UK unveils "funding for lending" to restart growth
By David Milliken and Matt Scuffham
LONDON (Reuters) - Britain gave details on Friday of its new scheme to get banks to lend, with some 80 billion pounds ($123 billion) of cheap loans available provided they go to households and businesses.
Part of efforts to lift the economy out of recession, the "funding for lending" plan was jointly announced by finance minister George Osborne and Bank of England Governor Mervyn King last month.
However, the challenges facing the scheme became clear just hours after it was announced, when one of Britain's biggest banks, HSBC (HSBA.L: Quote), said it did not want to take part and preferred to fund lending from its customers' deposits.

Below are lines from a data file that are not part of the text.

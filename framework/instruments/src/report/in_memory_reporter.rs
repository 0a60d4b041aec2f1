mod operations_table;

use std::collections::BTreeMap;

use tabled::settings::Style;
use tabled::Table;

use crate::report::ReportCollector;
use crate::OperationRecord;

pub use operations_table::OperationRow;

/// Keeps every operation in memory and prints a summary of the operations at the end of the run.
///
/// Timings in the summary only include successful operations, failures are counted separately.
#[derive(Debug, Default)]
pub struct InMemoryReporter {
    operation_records: Vec<OperationRecord>,
}

impl InMemoryReporter {
    pub fn new() -> Self {
        Self::default()
    }

    pub fn rows(&self) -> Vec<OperationRow> {
        self.operation_records
            .iter()
            .fold(BTreeMap::<&str, Vec<&OperationRecord>>::new(), |mut acc, record| {
                acc.entry(record.operation_id.as_str())
                    .or_default()
                    .push(record);
                acc
            })
            .into_iter()
            .map(|(operation_id, operations)| {
                let succeeded = operations
                    .iter()
                    .filter(|op| !op.is_error)
                    .map(|op| op.duration().as_secs_f64() * 1000.0)
                    .collect::<Vec<_>>();

                OperationRow {
                    operation_id: operation_id.to_string(),
                    avg_time_ms: (!succeeded.is_empty())
                        .then(|| succeeded.iter().sum::<f64>() / succeeded.len() as f64),
                    min_time_ms: succeeded.iter().copied().reduce(f64::min),
                    max_time_ms: succeeded.iter().copied().reduce(f64::max),
                    total_operations: operations.len(),
                    failed_operations: operations.len() - succeeded.len(),
                }
            })
            .collect()
    }

    pub(crate) fn print_summary_of_operations(&self) {
        let rows = self.rows();
        if rows.is_empty() {
            return;
        }

        println!("\nSummary of operations");
        let mut table = Table::new(rows);
        table.with(Style::modern());

        println!("{table}");
    }
}

impl ReportCollector for InMemoryReporter {
    fn add_operation(&mut self, operation_record: &OperationRecord) {
        self.operation_records.push(operation_record.clone());
    }

    fn finalize(&self) {
        self.print_summary_of_operations();
    }
}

Previous schemes to spur lending since the financial crisis have failed to give a clear boost to the economy, putting pressure on the BoE and the Conservative-led coalition government, which have been quick to blame much of the country's economic woes on the neighboring euro zone debt crisis.
Osborne and the BoE insist this scheme will be different, as it ties banks' access to the scheme and the cost of using it directly to whether they raise total lending to British firms and households.
"The Treasury and the Bank of England are taking coordinated action to inject new confidence into our financial system and support the flow of credit to where it is needed in the real economy - showing that we are not powerless to act in the face of the euro zone debt storm," Osborne said.
Britain's top banks fell short of their government targets to lend to small businesses last year and not all economists are convinced that the scheme will lead to a pick up in lending or that individuals and businesses have the appetite to borrow.
"The economic outlook is currently both worrying and highly uncertain, so banks may still be reluctant to lend to many companies and households whatever the cost of their funding because of the perceived risks involved," said Howard Archer of IHS Global Insight. Continued...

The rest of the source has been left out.